He describes for me the experience, the deep voice of the alleged shooter, yelling threats, playing a role, the hour of extended gunfire, countless shots in the span of a painfully finite time and the hundreds upon hundreds of casings left on the floor at its conclusion, a literal field to wade through comprised of the aftereffects of carnage, trash thoughtlessly discarded after an event signifying the worst of which the human species is capable.

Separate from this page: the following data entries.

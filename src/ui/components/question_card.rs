use crate::icons::IconService;
use crate::trivia::{Question, QuestionId};
use crate::ui::components::category_directory::CategoryDirectory;
use crate::ui::core::Action;
use crossterm::event::{KeyCode, KeyEvent};
use ratatui::{
    style::{Color, Modifier, Style},
    text::{Line, Span},
    widgets::ListItem,
};

/// One question in the list. The question itself never changes while the
/// card exists; only the answer visibility is local state.
#[derive(Debug, Clone)]
pub struct QuestionCard {
    question: Question,
    revealed: bool,
}

impl QuestionCard {
    pub fn new(question: Question) -> Self {
        Self {
            question,
            revealed: false,
        }
    }

    pub fn question(&self) -> &Question {
        &self.question
    }

    pub fn id(&self) -> QuestionId {
        self.question.id
    }

    pub fn is_revealed(&self) -> bool {
        self.revealed
    }

    pub fn toggle_reveal(&mut self) {
        self.revealed = !self.revealed;
    }

    /// Deletion is requested straight away, there is no confirmation step
    pub fn request_delete(&self) -> Action {
        Action::DeleteQuestion(self.question.id)
    }

    pub fn handle_key(&mut self, key: KeyEvent) -> Action {
        match key.code {
            KeyCode::Enter | KeyCode::Char(' ') => {
                self.toggle_reveal();
                Action::None
            }
            KeyCode::Char('d') | KeyCode::Delete => self.request_delete(),
            _ => Action::None,
        }
    }

    pub fn to_list_item(&self, selected: bool, categories: &CategoryDirectory, icons: &IconService) -> ListItem<'static> {
        let category_name = categories.name_of(self.question.category).to_string();
        let category_icon = icons.category(Some(&category_name));

        let text_style = if selected {
            Style::default().fg(Color::Yellow).add_modifier(Modifier::BOLD)
        } else {
            Style::default().fg(Color::White)
        };

        let mut lines = vec![
            Line::from(vec![
                Span::raw(format!("{} ", category_icon)),
                Span::styled(self.question.text.clone(), text_style),
            ]),
            Line::from(vec![
                Span::raw("   "),
                Span::styled(category_name, Style::default().fg(Color::Cyan)),
                Span::styled(
                    format!("  {} Difficulty: {}", icons.difficulty(), self.question.difficulty),
                    Style::default().fg(Color::Gray),
                ),
            ]),
        ];

        let mut answer_line = if self.revealed {
            vec![
                Span::raw(format!("   {} ", icons.answer_toggle(true))),
                Span::styled(
                    format!("Answer: {}", self.question.answer),
                    Style::default().fg(Color::Green),
                ),
            ]
        } else {
            vec![Span::styled(
                format!("   {} Show Answer", icons.answer_toggle(false)),
                Style::default().fg(Color::DarkGray),
            )]
        };
        if selected {
            answer_line.push(Span::styled(
                format!("  {} d: delete", icons.delete()),
                Style::default().fg(Color::Red),
            ));
        }
        lines.push(Line::from(answer_line));

        ListItem::new(lines)
    }
}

I look at my two casings, feeling almost dirty, feeling repelled, feeling almost turned on by the power they possess, even in death, and feeling my loathing of all they represent right next to that arousal. A dialectic, and maybe that’s what’s at the foundation of this fanaticism, this addiction, this worshipping of a symbol and an inalienable right and an outdated ethos, lifting the Second Amendment to the status of a Golden idol which we are then too wary of to recognize aloud – this love of, and need for, power, in a situation in which so much feels so powerless.

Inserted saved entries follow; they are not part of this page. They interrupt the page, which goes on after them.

use super::actions::{Action, RequestSeq};
use crate::backend::TriviaBackend;
use crate::trivia::{Draft, QuestionId, QuestionQuery};
use std::collections::HashMap;
use std::future::Future;
use std::sync::Arc;
use tokio::sync::mpsc;
use tokio::task::JoinHandle;

pub type TaskId = u64;

#[derive(Debug)]
pub struct BackgroundTask {
    pub id: TaskId,
    pub handle: JoinHandle<()>,
    pub description: String,
    pub started_at: std::time::Instant,
}

/// Runs backend requests in the background and reports each outcome as an
/// [`Action`] on the channel returned by [`TaskManager::new`].
///
/// Requests are never aborted once spawned: a superseded search still runs to
/// completion and its late result is filtered by the list view.
pub struct TaskManager {
    tasks: HashMap<TaskId, BackgroundTask>,
    next_task_id: TaskId,
    action_sender: mpsc::UnboundedSender<Action>,
}

impl TaskManager {
    pub fn new() -> (Self, mpsc::UnboundedReceiver<Action>) {
        let (tx, rx) = mpsc::unbounded_channel();

        (
            Self {
                tasks: HashMap::new(),
                next_task_id: 1,
                action_sender: tx,
            },
            rx,
        )
    }

    /// Spawn a request whose future resolves to the action to report
    pub fn spawn_request<F, Fut>(&mut self, description: String, request: F) -> TaskId
    where
        F: FnOnce() -> Fut + Send + 'static,
        Fut: Future<Output = Action> + Send + 'static,
    {
        let task_id = self.next_task_id;
        self.next_task_id += 1;

        let action_sender = self.action_sender.clone();
        let handle = tokio::spawn(async move {
            let action = request().await;
            // The receiver is gone only when the app is shutting down
            let _ = action_sender.send(action);
        });

        let task = BackgroundTask {
            id: task_id,
            handle,
            description,
            started_at: std::time::Instant::now(),
        };

        self.tasks.insert(task_id, task);
        task_id
    }

    /// Load the category directory
    pub fn spawn_category_load(&mut self, backend: Arc<dyn TriviaBackend>) -> TaskId {
        self.spawn_request("Load categories".to_string(), move || async move {
            match backend.fetch_categories().await {
                Ok(categories) => Action::CategoriesLoaded(categories),
                Err(e) => Action::CategoriesFailed(e.to_string()),
            }
        })
    }

    /// Fetch a list or search page tagged with `seq`
    pub fn spawn_question_fetch(
        &mut self,
        backend: Arc<dyn TriviaBackend>,
        seq: RequestSeq,
        query: QuestionQuery,
    ) -> TaskId {
        let description = format!("Fetch #{}: {}", seq, query.describe());
        self.spawn_request(description, move || async move {
            match backend.fetch_questions(&query).await {
                Ok(page) => Action::QuestionsLoaded { seq, page },
                Err(e) => Action::QuestionsFailed {
                    seq,
                    error: e.to_string(),
                },
            }
        })
    }

    pub fn spawn_question_delete(&mut self, backend: Arc<dyn TriviaBackend>, id: QuestionId) -> TaskId {
        self.spawn_request(format!("Delete question {}", id), move || async move {
            match backend.delete_question(id).await {
                Ok(()) => Action::QuestionDeleted(id),
                Err(e) => Action::DeleteFailed {
                    id,
                    error: e.to_string(),
                },
            }
        })
    }

    pub fn spawn_question_submit(&mut self, backend: Arc<dyn TriviaBackend>, draft: Draft) -> TaskId {
        self.spawn_request("Add question".to_string(), move || async move {
            match backend.create_question(&draft).await {
                Ok(()) => Action::QuestionAdded,
                Err(e) => Action::AddFailed(e.to_string()),
            }
        })
    }

    /// Forget tasks whose result has already been sent, returning their ids
    pub fn cleanup_finished_tasks(&mut self) -> Vec<TaskId> {
        let finished: Vec<TaskId> = self
            .tasks
            .iter()
            .filter(|(_, task)| task.handle.is_finished())
            .map(|(task_id, _)| *task_id)
            .collect();

        for task_id in &finished {
            if let Some(task) = self.tasks.remove(task_id) {
                log::debug!("{} finished after {:?}", task.description, task.started_at.elapsed());
            }
        }

        finished
    }

    /// Get the number of active tasks
    pub fn task_count(&self) -> usize {
        self.tasks.len()
    }

    /// Descriptions of in-flight requests, oldest first
    pub fn pending_descriptions(&self) -> Vec<String> {
        let mut tasks: Vec<&BackgroundTask> = self.tasks.values().collect();
        tasks.sort_by_key(|task| task.id);
        tasks.iter().map(|task| task.description.clone()).collect()
    }
}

There are more e-mails, a thank you to all who participated, a memo listing all that the drill accomplished, all the good that was done by lying down for death, a calendar invite for an all-staff debrief.
Debrief is the right word, says my inner monologue.
###
I am excused from the debrief as well, and life has since returned to normal. Any other stray casings were found and discarded; the leftover paint was scrubbed from the wall; emotional selves healed. Capitalism resumes, the machine trudges, and we all do our part to work, to help, to love and be loved as all human beings intrinsically need.
But I am left, as always, with an impotent anger.
This is my personal experience with gun violence. While I have not lost a nuclear family member to this pandemic, I have lost other things. I have lost all the potential of all the children who were ever killed by a gun, lost all the good they could have added to the world if they were only lucky enough to grow up, the cures for cancer and the sustainable solutions and all the brilliant art they could have created. I have lost acquaintances, to death by suicide or murder by firearm, and have seen their devastated family members and friends try to process that grief. I have lost my faith, in my elected officials, in the goodness of the human condition, in a Judeo-christian deity who allows this madness to continue unfettered. I feel like I have lost my hope for the future.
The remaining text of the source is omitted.